Pourquoi nous sommes drogués aux emails et réseaux sociaux

Et pourquoi les rats pourraient l’être tout autant.

Deux de mes récentes lectures – “Predictably Irrational: The Hidden Forces That Shape Our Decisions” par Dan Ariely et “100 Things Every Designer Needs to Know About People” par Susan Weinschenk – expliquent notre addiction aux emails et aux réseaux sociaux. Je vais essayer de synthétiser sans les dénaturer les théories détaillées par ces deux scientifiques.

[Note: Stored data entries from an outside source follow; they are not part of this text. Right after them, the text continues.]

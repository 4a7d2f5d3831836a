//! Per-sport bundles of questionnaire, Bayesian network and rationale text.

mod basketball;
mod soccer;

use crate::bayes::{
    BayesianNetwork, InferenceError, NetworkError, PosteriorResult, RISK_VARIABLE, STATE_RISKY,
    STATE_SAFE,
};
use crate::model::{Evidence, FieldSpec, Sport};
use thiserror::Error;

/// Which outcome an observed state pushes the recommendation towards.
#[derive(Debug, Clone, Copy, PartialEq, Eq, Hash)]
pub enum Direction {
    Safe,
    Risky,
}

impl Direction {
    pub fn from_label(label: &str) -> Option<Self> {
        match label {
            STATE_SAFE => Some(Direction::Safe),
            STATE_RISKY => Some(Direction::Risky),
            _ => None,
        }
    }

    pub const fn label(self) -> &'static str {
        match self {
            Direction::Safe => STATE_SAFE,
            Direction::Risky => STATE_RISKY,
        }
    }
}

/// A sentence justifying the recommendation when `field` was observed as `state`.
#[derive(Debug, Clone, PartialEq, Eq)]
pub struct Factor {
    pub field: &'static str,
    pub state: &'static str,
    pub direction: Direction,
    pub text: &'static str,
}

impl Factor {
    pub const fn new(
        field: &'static str,
        state: &'static str,
        direction: Direction,
        text: &'static str,
    ) -> Self {
        Self {
            field,
            state,
            direction,
            text,
        }
    }
}

/// Itemized reasoning table for profiles that explain factor by factor.
#[derive(Debug, Clone, PartialEq, Eq, Default)]
pub struct Rationale {
    factors: Vec<Factor>,
}

impl Rationale {
    pub fn new(factors: Vec<Factor>) -> Self {
        Self { factors }
    }

    pub fn factors(&self) -> &[Factor] {
        &self.factors
    }

    /// Texts of observed factors agreeing with `direction`, in questionnaire order.
    pub fn supporting(&self, evidence: &Evidence, direction: Direction) -> Vec<&'static str> {
        let mut texts = Vec::new();
        for (field, state) in evidence.known() {
            texts.extend(
                self.factors
                    .iter()
                    .filter(|factor| {
                        factor.direction == direction
                            && factor.field == field
                            && factor.state == state
                    })
                    .map(|factor| factor.text),
            );
        }
        texts
    }
}

/// Immutable questionnaire + network for one sport.
#[derive(Debug, Clone)]
pub struct SportProfile {
    sport: Sport,
    fields: Vec<FieldSpec>,
    network: BayesianNetwork,
    rationale: Option<Rationale>,
}

impl SportProfile {
    /// Builds and validates the profile; this compiles the terminal CPT once.
    pub fn build(sport: Sport) -> Result<Self, ProfileError> {
        let profile = match sport {
            Sport::Soccer => soccer::profile()?,
            Sport::Basketball => basketball::profile()?,
        };
        profile.validate()?;
        Ok(profile)
    }

    pub(crate) fn assemble(
        sport: Sport,
        fields: Vec<FieldSpec>,
        network: BayesianNetwork,
        rationale: Option<Rationale>,
    ) -> Self {
        Self {
            sport,
            fields,
            network,
            rationale,
        }
    }

    pub fn sport(&self) -> Sport {
        self.sport
    }

    pub fn fields(&self) -> &[FieldSpec] {
        &self.fields
    }

    pub fn field(&self, name: &str) -> Option<&FieldSpec> {
        self.fields.iter().find(|field| field.name() == name)
    }

    pub fn first_field(&self) -> Option<&FieldSpec> {
        self.fields.first()
    }

    pub fn field_names(&self) -> impl Iterator<Item = &'static str> + '_ {
        self.fields.iter().map(FieldSpec::name)
    }

    pub fn network(&self) -> &BayesianNetwork {
        &self.network
    }

    pub fn rationale(&self) -> Option<&Rationale> {
        self.rationale.as_ref()
    }

    /// Empty evidence keyed by this profile's fields.
    pub fn evidence(&self) -> Evidence {
        Evidence::for_fields(self.field_names())
    }

    /// Posterior of the terminal risk variable.
    pub fn assess(&self, evidence: &Evidence) -> Result<PosteriorResult, InferenceError> {
        self.network.query(RISK_VARIABLE, &evidence.to_pairs())
    }

    fn validate(&self) -> Result<(), ProfileError> {
        for field in &self.fields {
            let variable =
                self.network
                    .variable(field.name())
                    .ok_or(ProfileError::MissingVariable {
                        field: field.name(),
                    })?;
            if variable.states() != field.canonical_states() {
                return Err(ProfileError::StateMismatch {
                    field: field.name(),
                });
            }
            let mut produced: Vec<&'static str> = field.synonyms().map(|(_, state)| state).collect();
            produced.extend(field.buckets().iter().map(|bucket| bucket.state));
            if let Some(state) = produced
                .into_iter()
                .find(|state| !field.canonical_states().contains(state))
            {
                return Err(ProfileError::SynonymOutOfDomain {
                    field: field.name(),
                    state,
                });
            }
        }

        let parents = self.network.parent_names(RISK_VARIABLE);
        let expected: Vec<&'static str> = self.field_names().collect();
        if parents != expected || !self.network.children_of(RISK_VARIABLE).is_empty() {
            return Err(ProfileError::TerminalShape {
                sport: self.sport,
            });
        }

        if let Some(rationale) = &self.rationale {
            for factor in rationale.factors() {
                let known = self
                    .field(factor.field)
                    .is_some_and(|field| field.canonical_states().contains(&factor.state));
                if !known {
                    return Err(ProfileError::UnknownFactor {
                        field: factor.field,
                        state: factor.state,
                    });
                }
            }
        }
        Ok(())
    }
}

/// Construction failures; any of these aborts start-up for the sport.
#[derive(Debug, Clone, PartialEq, Error)]
pub enum ProfileError {
    #[error(transparent)]
    Network(#[from] NetworkError),
    #[error("field '{field}' has no matching network variable")]
    MissingVariable { field: &'static str },
    #[error("field '{field}' states disagree with its network variable")]
    StateMismatch { field: &'static str },
    #[error("field '{field}' maps an answer to unknown state '{state}'")]
    SynonymOutOfDomain {
        field: &'static str,
        state: &'static str,
    },
    #[error("risk variable for {sport} must depend on every field and have no children")]
    TerminalShape { sport: Sport },
    #[error("rationale references unknown state '{state}' of '{field}'")]
    UnknownFactor {
        field: &'static str,
        state: &'static str,
    },
}

#[cfg(test)]
mod tests {
    use super::*;

    #[test]
    fn every_sport_builds() {
        for sport in Sport::ALL {
            let profile = SportProfile::build(sport).expect("profile builds");
            assert_eq!(profile.sport(), sport);
            assert!(profile.network().variable(RISK_VARIABLE).is_some());
        }
    }

    #[test]
    fn field_order_matches_questionnaire() {
        let soccer = SportProfile::build(Sport::Soccer).unwrap();
        let names: Vec<_> = soccer.field_names().collect();
        assert_eq!(names.first(), Some(&"home_advantage"));
        assert_eq!(names.last(), Some(&"head_to_head"));
        assert_eq!(names.len(), 10);

        let basketball = SportProfile::build(Sport::Basketball).unwrap();
        assert_eq!(basketball.first_field().unwrap().name(), "team_form");
        assert_eq!(basketball.fields().len(), 8);
    }

    #[test]
    fn only_basketball_itemizes() {
        assert!(SportProfile::build(Sport::Soccer).unwrap().rationale().is_none());
        assert!(SportProfile::build(Sport::Basketball).unwrap().rationale().is_some());
    }

    #[test]
    fn supporting_factors_follow_direction() {
        let profile = SportProfile::build(Sport::Basketball).unwrap();
        let mut evidence = profile.evidence();
        evidence.set("team_form", "good").unwrap();
        evidence.set("home_advantage", "no").unwrap();
        let rationale = profile.rationale().unwrap();
        assert_eq!(
            rationale.supporting(&evidence, Direction::Safe),
            vec!["el equipo llega en buena forma"]
        );
        assert_eq!(
            rationale.supporting(&evidence, Direction::Risky),
            vec!["juega como visitante"]
        );
    }

    #[test]
    fn direction_round_trips_labels() {
        assert_eq!(Direction::from_label("safe"), Some(Direction::Safe));
        assert_eq!(Direction::Risky.label(), "risky");
        assert_eq!(Direction::from_label("maybe"), None);
    }
}
//! Questionnaire vocabulary: sports, answer fields and the evidence they produce.

pub mod evidence;
pub mod field;
pub mod sport;

pub use evidence::{Evidence, EvidenceError};
pub use field::{Bucket, FieldSpec, NormalizeError, fold_input};
pub use sport::{ParseSportError, Sport};
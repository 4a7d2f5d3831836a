use super::{ProfileError, SportProfile};
use crate::bayes::{AdditiveRiskModel, BayesianNetwork, RISK_VARIABLE, RiskTerm};
use crate::model::{FieldSpec, Sport};

const YES_NO: [&str; 2] = ["no", "yes"];
const HIGH_MEDIUM_LOW: [&str; 3] = ["high", "medium", "low"];

fn yes_no(name: &'static str, label: &'static str, prompt: &'static str) -> FieldSpec {
    FieldSpec::new(name, label, prompt)
        .states(YES_NO)
        .synonym("no", "no")
        .synonym("sí", "yes")
        .synonym("si", "yes")
        .synonym("yes", "yes")
}

fn high_medium_low(name: &'static str, label: &'static str, prompt: &'static str) -> FieldSpec {
    FieldSpec::new(name, label, prompt)
        .states(HIGH_MEDIUM_LOW)
        .synonym("alta", "high")
        .synonym("media", "medium")
        .synonym("baja", "low")
}

fn fields() -> Vec<FieldSpec> {
    vec![
        FieldSpec::new(
            "home_advantage",
            "localía",
            "¿El equipo juega en casa? (sí, no)",
        )
        .states(["home", "away"])
        .synonym("sí", "home")
        .synonym("si", "home")
        .synonym("no", "away"),
        yes_no(
            "injuries",
            "lesiones",
            "¿Hay jugadores lesionados importantes? (sí, no)",
        ),
        FieldSpec::new(
            "performance",
            "rendimiento",
            "¿Cómo ha sido el rendimiento reciente del equipo? (bajo, medio, alto)",
        )
        .states(["low", "medium", "high"])
        .synonym("bajo", "low")
        .synonym("medio", "medium")
        .synonym("alto", "high")
        .synonym("baja", "low")
        .synonym("media", "medium")
        .synonym("alta", "high"),
        yes_no(
            "weather",
            "clima",
            "¿Hay condiciones climáticas adversas? (sí, no)",
        ),
        yes_no(
            "rivalry",
            "rivalidad",
            "¿Existe una rivalidad especial en este partido? (sí, no)",
        ),
        high_medium_low(
            "league_position",
            "posición en la tabla",
            "¿Cuál es la posición del equipo en la tabla? (alta, media, baja)",
        ),
        FieldSpec::new(
            "recent_streak",
            "racha",
            "¿Cuál es la racha de resultados recientes? (ganadora, neutral, perdedora)",
        )
        .states(["winning", "neutral", "losing"])
        .synonym("ganadora", "winning")
        .synonym("neutral", "neutral")
        .synonym("perdedora", "losing"),
        high_medium_low(
            "match_importance",
            "importancia del partido",
            "¿Qué importancia tiene el partido? (alta, media, baja)",
        ),
        FieldSpec::new(
            "physical_condition",
            "condición física",
            "¿Cuál es la condición física del equipo? (descansado, normal, fatigado)",
        )
        .states(["rested", "normal", "fatigued"])
        .synonym("descansado", "rested")
        .synonym("normal", "normal")
        .synonym("fatigado", "fatigued"),
        FieldSpec::new(
            "head_to_head",
            "historial directo",
            "¿Cómo es el historial de enfrentamientos directos? (ventaja local, equilibrado, ventaja visitante)",
        )
        .states(["home_advantage", "balanced", "away_advantage"])
        .synonym("ventaja local", "home_advantage")
        .synonym("equilibrado", "balanced")
        .synonym("ventaja visitante", "away_advantage"),
    ]
}

fn risk_model() -> AdditiveRiskModel {
    AdditiveRiskModel::new(0.05)
        .term(
            RiskTerm::new("home_advantage")
                .delta("home", -0.1)
                .delta("away", 0.15),
        )
        .term(RiskTerm::new("injuries").delta("no", -0.05).delta("yes", 0.25))
        .term(
            RiskTerm::new("performance")
                .delta("low", 0.25)
                .delta("high", -0.05),
        )
        .term(RiskTerm::new("weather").delta("no", -0.05).delta("yes", 0.2))
        .term(RiskTerm::new("rivalry").delta("no", -0.05).delta("yes", 0.1))
        .term(
            RiskTerm::new("league_position")
                .delta("high", -0.1)
                .delta("low", 0.05),
        )
        .term(
            RiskTerm::new("recent_streak")
                .delta("winning", -0.1)
                .delta("losing", 0.1),
        )
        .term(
            RiskTerm::new("match_importance")
                .delta("high", -0.05)
                .delta("low", 0.05),
        )
        .term(
            RiskTerm::new("physical_condition")
                .delta("rested", -0.1)
                .delta("fatigued", 0.1),
        )
        .term(
            RiskTerm::new("head_to_head")
                .delta("home_advantage", -0.05)
                .delta("away_advantage", 0.05),
        )
}

fn network() -> Result<BayesianNetwork, ProfileError> {
    // Importance "medium" has no observed frequency; it sits halfway between high and low.
    let importance_high = 0.4809;
    let importance_low = 0.4681;
    let importance_medium = ((importance_high + importance_low) / 2.0 * 10_000.0_f64).round() / 10_000.0;

    let network = BayesianNetwork::builder()
        .root_weighted("home_advantage", &["home", "away"], &[0.4987, 0.2635])
        .root("injuries", &YES_NO, &[0.65, 0.35])
        .root("performance", &["low", "medium", "high"], &[0.2, 0.5, 0.3])
        .root("weather", &YES_NO, &[0.85, 0.15])
        .root("rivalry", &YES_NO, &[0.6, 0.4])
        .root("league_position", &HIGH_MEDIUM_LOW, &[0.3, 0.4, 0.3])
        .root(
            "recent_streak",
            &["winning", "neutral", "losing"],
            &[0.25, 0.5, 0.25],
        )
        .root_weighted(
            "match_importance",
            &HIGH_MEDIUM_LOW,
            &[importance_high, importance_medium, importance_low],
        )
        .root_weighted(
            "physical_condition",
            &["rested", "normal", "fatigued"],
            &[0.4667, 0.4852, 0.3438],
        )
        .root_weighted(
            "head_to_head",
            &["home_advantage", "balanced", "away_advantage"],
            &[0.5029, 0.5974, 0.4441],
        )
        .generated_risk(RISK_VARIABLE, risk_model())
        .build()?;
    Ok(network)
}

pub(super) fn profile() -> Result<SportProfile, ProfileError> {
    Ok(SportProfile::assemble(
        Sport::Soccer,
        fields(),
        network()?,
        None,
    ))
}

Ariely, professeur de psychologie et d’économie comportementale à l’Université de Duke (Caroline du Nord), assimile l’email au casino. Dans les deux cas, notre addiction à ces activités provient de notre incapacité à prédire quand nous recevrons une récompense – un message intéressant dans un cas, une somme d’argent dans l’autre. C’est pourquoi nous continuons de les pratiquer. Dans le cas de l’email comme au casino, nous perdons le plus souvent – dans le sens où un grand nombre des mails que nous recevons sont des messages sans intérêt ou des mauvaises nouvelles.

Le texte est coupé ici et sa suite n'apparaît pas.